Chapter 1 - Anatomy of the GU Tract and Histology of GU Tumours
>95% of kidney cancers have a characteristic morphology that can be classified as: clear cell, papillary and chromophobe renal cell carcinoma (RCC), and collecting duct carcinoma.
A small proportion of rare kidney cancer entities are defined on a molecular basis, e.g. the microphthalmia transcription factor (MiT) family translocation RCC and succinate dehydrogenase-deficient RCC.

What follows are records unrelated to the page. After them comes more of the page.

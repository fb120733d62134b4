/*
 * Copyright (c) 2026. Mikhail Kulik.
 *
 * Licensed under the Apache License, Version 2.0 (the "License");
 * you may not use this file except in compliance with the License.
 * You may obtain a copy of the License at
 *
 *     http://www.apache.org/licenses/LICENSE-2.0
 *
 * Unless required by applicable law or agreed to in writing, software
 * distributed under the License is distributed on an "AS IS" BASIS,
 * WITHOUT WARRANTIES OR CONDITIONS OF ANY KIND, either express or implied.
 * See the License for the specific language governing permissions and
 * limitations under the License.
 */

use ast::TypeName;
use parser::TerminalOutputVars;

/// Default cap on fixed-point passes per block.
pub const DEFAULT_MAX_PASSES: usize = 64;

/// Type scripts see for every reserved terminal output variable.
pub const TERMINAL_OUTPUT_TYPE: TypeName = TypeName::Int;

#[derive(Debug, Clone, PartialEq, Eq)]
pub struct ResolverOptions {
    /// Passes a single block may take before resolution gives up on it.
    pub max_passes: usize,
}

impl Default for ResolverOptions {
    fn default() -> Self {
        Self {
            max_passes: DEFAULT_MAX_PASSES,
        }
    }
}

#[derive(Debug, Clone, PartialEq, Eq, Default)]
pub struct CompileOptions {
    /// Names scripts may not declare.
    pub reserved: TerminalOutputVars,
    pub resolver: ResolverOptions,
}

impl CompileOptions {
    pub fn with_reserved<S: Into<String>>(mut self, names: impl IntoIterator<Item = S>) -> Self {
        self.reserved = TerminalOutputVars::new(names);
        self
    }

    pub fn with_max_passes(mut self, max_passes: usize) -> Self {
        self.resolver.max_passes = max_passes.max(1);
        self
    }
}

A 2018 study from Carlo et al showed a high prevalence of cancer-associated germline mutations in advanced kidney cancers (especially in non-clear cell RCC: 11.7% RCC-associated gene mutations).
Pathological tumour stage has a strong prognostic impact.
In the past, various grading systems (e.g. Thoenes or Fuhrmann) have been used for RCC staging. Today, the World Health Organization/International Society of Urological Pathology (WHO/ISUP) four-tiered system should be applied.
Tumour grade is defined mainly on the basis of nucleolar prominence.
5%-7% of kidney tumours are benign. Oncocytoma is the most frequent benign kidney tumour. The tumour is well circumscribed, mahogany brown with a central scar.
Angiomyolipomas represent 1% of kidney tumours. They consist of varying proportions of mature fat, thick-walled blood vessels, and smooth muscle.
Multilocular cystic renal neoplasm of low malignant potential is in principle a malignant tumour, but is entirely composed of cysts, with very few cancer cells. Metastases have not been reported.
- What are the main subtypes of RCC?
- What is the best predictor of prognosis in RCC?
- Which carcinoma has the best prognosis?